### Exercise objective
The answer must be every record below, repeated exactly.

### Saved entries
────────
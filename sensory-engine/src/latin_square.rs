//! Cyclic Latin-square construction
//!
//! `square[i][j] = ((i + j) mod n) + 1`: every row and every column is a
//! permutation of `1..=n`, and each row is the previous one rotated left by
//! one. The rotation is what balances presentation order across evaluator
//! positions; there is no randomness here.

/// An `n x n` Latin square with values in `1..=n`
pub type LatinSquare = Vec<Vec<usize>>;

/// Generate the cyclic Latin square of order `n` (empty for `n == 0`)
pub fn generate(n: usize) -> LatinSquare {
    (0..n)
        .map(|i| (0..n).map(|j| (i + j) % n + 1).collect())
        .collect()
}
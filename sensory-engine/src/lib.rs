//! sensory-engine library - balanced assignment and delivery engine
//!
//! Latin-square randomization of blind samples across evaluator positions,
//! next-sample resolution, duplicate-submission guarding and report
//! aggregation for consumer sensory-evaluation panels.

use std::sync::Arc;

use axum::Router;
use tower_http::trace::TraceLayer;

pub mod api;
pub mod engine;
pub mod guard;
pub mod latin_square;
pub mod randomization;
pub mod report;
pub mod resolver;
pub mod store;
pub mod submission;

pub use engine::{Engine, NextSample, SubmissionOutcome};

/// Application state shared across HTTP handlers
#[derive(Clone)]
pub struct AppState {
    pub engine: Arc<Engine>,
}

impl AppState {
    /// Create new application state
    pub fn new(engine: Arc<Engine>) -> Self {
        Self { engine }
    }
}

/// Build application router
pub fn build_router(state: AppState) -> Router {
    use axum::routing::{get, post};

    let api = Router::new()
        .route(
            "/api/product-types/:id/randomization",
            post(api::build_randomization).get(api::get_randomization),
        )
        .route("/api/product-types/:id/reports/hedonic", get(api::hedonic_report))
        .route("/api/product-types/:id/reports/jar", get(api::jar_report))
        .route(
            "/api/events/:event_id/evaluators/:evaluator_id",
            post(api::register_evaluator),
        )
        .route(
            "/api/events/:event_id/evaluators/:evaluator_id/next",
            get(api::next_sample),
        )
        .route(
            "/api/events/:event_id/evaluators/:evaluator_id/progress",
            get(api::evaluator_progress),
        )
        .route("/api/events/:event_id/evaluations", post(api::submit_evaluation));

    Router::new()
        .merge(api)
        .merge(api::health_routes())
        .layer(TraceLayer::new_for_http())
        .with_state(state)
}
// Copyright (c) 2026 Amunchain
// Licensed under the Apache License, Version 2.0 (the "License");
// you may not use this file except in compliance with the License.
// You may obtain a copy of the License at
//     http://www.apache.org/licenses/LICENSE-2.0
// Unless required by applicable law or agreed to in writing, software
// distributed under the License is distributed on an "AS IS" BASIS,
// WITHOUT WARRANTIES OR CONDITIONS OF ANY KIND, either express or implied.
// See the License for the specific language governing permissions and
// limitations under the License.

mod common;

use proptest::prelude::*;

use amunchain_hybrid::core::chain::block::Block;
use amunchain_hybrid::core::params::ONE_COIN;
use amunchain_hybrid::core::tx::appendix::Attachment;
use amunchain_hybrid::core::tx::transaction::{Transaction, TransactionBuilder};
use amunchain_hybrid::core::types::{FullId, H256};

use common::{public_key, secret, TestNode};

proptest! {
    #[test]
    fn arbitrary_bytes_never_panic(bytes in prop::collection::vec(any::<u8>(), 0..600)) {
        let _ = Transaction::parse(&bytes);
        let _ = Block::parse(&bytes);
    }

    #[test]
    fn signed_payment_survives_both_encodings(
        recipient in (1u64..u64::MAX, any::<u32>()),
        amount in 1i64..1_000_000,
        timestamp in 0u64..1_000_000_000,
        message in prop::option::of(prop::collection::vec(any::<u8>(), 1..200)),
        ec in any::<u64>(),
    ) {
        let sender = secret("codec");
        let mut builder = TransactionBuilder::new(public_key(&sender), Attachment::OrdinaryPayment)
            .timestamp(timestamp)
            .recipient(FullId::new(recipient.0, recipient.1))
            .amount(amount * ONE_COIN)
            .fee(ONE_COIN)
            .ec_block(1, ec);
        if let Some(m) = message {
            builder = builder.message(m, false);
        }
        let tx = builder.sign(&sender).unwrap();
        prop_assert!(tx.verify_signature());

        let parsed = Transaction::parse(&tx.bytes()).unwrap();
        prop_assert_eq!(&parsed, &tx);
        prop_assert_eq!(parsed.id(), tx.id());
        prop_assert!(parsed.verify_signature());

        let back = Transaction::from_json(&tx.to_json().unwrap()).unwrap();
        prop_assert_eq!(back.bytes(), tx.bytes());
        prop_assert_eq!(back.full_hash(), tx.full_hash());
    }

    #[test]
    fn truncated_transaction_is_rejected(cut in 1usize..64) {
        let sender = secret("codec");
        let tx = TransactionBuilder::new(public_key(&sender), Attachment::OrdinaryPayment)
            .timestamp(10)
            .recipient(FullId::new(3, 0))
            .amount(ONE_COIN)
            .fee(ONE_COIN)
            .referenced(H256::from_bytes([7; 32]))
            .sign(&sender)
            .unwrap();
        let bytes = tx.bytes();
        let cut = cut.min(bytes.len());
        prop_assert!(Transaction::parse(&bytes[..bytes.len() - cut]).is_err());
    }
}

#[test]
fn forged_blocks_round_trip_through_bytes_and_json() {
    let node = TestNode::new();
    let tx = node.payment(&node.rich, FullId::new(41, 0), ONE_COIN);
    node.processor.add_transaction(tx).unwrap();
    let pos = node.forge();
    let key = node.mine_key();
    for linked in [pos, key] {
        let block = linked.block.as_ref();
        let parsed = Block::parse(&block.bytes()).unwrap();
        assert_eq!(&parsed, block);
        assert_eq!(parsed.id(), block.id());
        assert!(parsed.verify_signature());
        let back = Block::from_json(&block.to_json().unwrap()).unwrap();
        assert_eq!(back.bytes(), block.bytes());
    }
}

#[test]
fn trailing_bytes_are_rejected() {
    let node = TestNode::new();
    let block = node.forge().block;
    let mut bytes = block.bytes();
    bytes.push(0);
    assert!(Block::parse(&bytes).is_err());
}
────────
### Result for this exercise
filename sensory-engine/src/latin_square.rs
//! Cyclic Latin-square construction
//!
//! `square[i][j] = ((i + j) mod n) + 1`: every row and every column is a
//! permutation of `1..=n`, and each row is the previous one rotated left by
//! one. The rotation is what balances presentation order across evaluator
//! positions; there is no randomness here.

/// An `n x n` Latin square with values in `1..=n`
pub type LatinSquare = Vec<Vec<usize>>;

/// Generate the cyclic Latin square of order `n` (empty for `n == 0`)
pub fn generate(n: usize) -> LatinSquare {
    (0..n)
        .map(|i| (0..n).map(|j| (i + j) % n + 1).collect())
        .collect()
}
filename sensory-engine/src/lib.rs
//! sensory-engine library - balanced assignment and delivery engine
//!
//! Latin-square randomization of blind samples across evaluator positions,
//! next-sample resolution, duplicate-submission guarding and report
//! aggregation for consumer sensory-evaluation panels.

use std::sync::Arc;

use axum::Router;
use tower_http::trace::TraceLayer;

pub mod api;
pub mod engine;
pub mod guard;
pub mod latin_square;
pub mod randomization;
pub mod report;
pub mod resolver;
pub mod store;
pub mod submission;

pub use engine::{Engine, NextSample, SubmissionOutcome};

/// Application state shared across HTTP handlers
#[derive(Clone)]
pub struct AppState {
    pub engine: Arc<Engine>,
}

impl AppState {
    /// Create new application state
    pub fn new(engine: Arc<Engine>) -> Self {
        Self { engine }
    }
}

/// Build application router
pub fn build_router(state: AppState) -> Router {
    use axum::routing::{get, post};

    let api = Router::new()
        .route(
            "/api/product-types/:id/randomization",
            post(api::build_randomization).get(api::get_randomization),
        )
        .route("/api/product-types/:id/reports/hedonic", get(api::hedonic_report))
        .route("/api/product-types/:id/reports/jar", get(api::jar_report))
        .route(
            "/api/events/:event_id/evaluators/:evaluator_id",
            post(api::register_evaluator),
        )
        .route(
            "/api/events/:event_id/evaluators/:evaluator_id/next",
            get(api::next_sample),
        )
        .route(
            "/api/events/:event_id/evaluators/:evaluator_id/progress",
            get(api::evaluator_progress),
        )
        .route("/api/events/:event_id/evaluations", post(api::submit_evaluation));

    Router::new()
        .merge(api)
        .merge(api::health_routes())
        .layer(TraceLayer::new_for_http())
        .with_state(state)
}
// Copyright (c) 2026 Amunchain
// Licensed under the Apache License, Version 2.0 (the "License");
// you may not use this file except in compliance with the License.
// You may obtain a copy of the License at
//     http://www.apache.org/licenses/LICENSE-2.0
// Unless required by applicable law or agreed to in writing, software
// distributed under the License is distributed on an "AS IS" BASIS,
// WITHOUT WARRANTIES OR CONDITIONS OF ANY KIND, either express or implied.
// See the License for the specific language governing permissions and
// limitations under the License.

mod common;

use proptest::prelude::*;

use amunchain_hybrid::core::chain::block::Block;
use amunchain_hybrid::core::params::ONE_COIN;
use amunchain_hybrid::core::tx::appendix::Attachment;
use amunchain_hybrid::core::tx::transaction::{Transaction, TransactionBuilder};
use amunchain_hybrid::core::types::{FullId, H256};

use common::{public_key, secret, TestNode};

proptest! {
    #[test]
    fn arbitrary_bytes_never_panic(bytes in prop::collection::vec(any::<u8>(), 0..600)) {
        let _ = Transaction::parse(&bytes);
        let _ = Block::parse(&bytes);
    }

    #[test]
    fn signed_payment_survives_both_encodings(
        recipient in (1u64..u64::MAX, any::<u32>()),
        amount in 1i64..1_000_000,
        timestamp in 0u64..1_000_000_000,
        message in prop::option::of(prop::collection::vec(any::<u8>(), 1..200)),
        ec in any::<u64>(),
    ) {
        let sender = secret("codec");
        let mut builder = TransactionBuilder::new(public_key(&sender), Attachment::OrdinaryPayment)
            .timestamp(timestamp)
            .recipient(FullId::new(recipient.0, recipient.1))
            .amount(amount * ONE_COIN)
            .fee(ONE_COIN)
            .ec_block(1, ec);
        if let Some(m) = message {
            builder = builder.message(m, false);
        }
        let tx = builder.sign(&sender).unwrap();
        prop_assert!(tx.verify_signature());

        let parsed = Transaction::parse(&tx.bytes()).unwrap();
        prop_assert_eq!(&parsed, &tx);
        prop_assert_eq!(parsed.id(), tx.id());
        prop_assert!(parsed.verify_signature());

        let back = Transaction::from_json(&tx.to_json().unwrap()).unwrap();
        prop_assert_eq!(back.bytes(), tx.bytes());
        prop_assert_eq!(back.full_hash(), tx.full_hash());
    }

    #[test]
    fn truncated_transaction_is_rejected(cut in 1usize..64) {
        let sender = secret("codec");
        let tx = TransactionBuilder::new(public_key(&sender), Attachment::OrdinaryPayment)
            .timestamp(10)
            .recipient(FullId::new(3, 0))
            .amount(ONE_COIN)
            .fee(ONE_COIN)
            .referenced(H256::from_bytes([7; 32]))
            .sign(&sender)
            .unwrap();
        let bytes = tx.bytes();
        let cut = cut.min(bytes.len());
        prop_assert!(Transaction::parse(&bytes[..bytes.len() - cut]).is_err());
    }
}

#[test]
fn forged_blocks_round_trip_through_bytes_and_json() {
    let node = TestNode::new();
    let tx = node.payment(&node.rich, FullId::new(41, 0), ONE_COIN);
    node.processor.add_transaction(tx).unwrap();
    let pos = node.forge();
    let key = node.mine_key();
    for linked in [pos, key] {
        let block = linked.block.as_ref();
        let parsed = Block::parse(&block.bytes()).unwrap();
        assert_eq!(&parsed, block);
        assert_eq!(parsed.id(), block.id());
        assert!(parsed.verify_signature());
        let back = Block::from_json(&block.to_json().unwrap()).unwrap();
        assert_eq!(back.bytes(), block.bytes());
    }
}

#[test]
fn trailing_bytes_are_rejected() {
    let node = TestNode::new();
    let block = node.forge().block;
    let mut bytes = block.bytes();
    bytes.push(0);
    assert!(Block::parse(&bytes).is_err());
}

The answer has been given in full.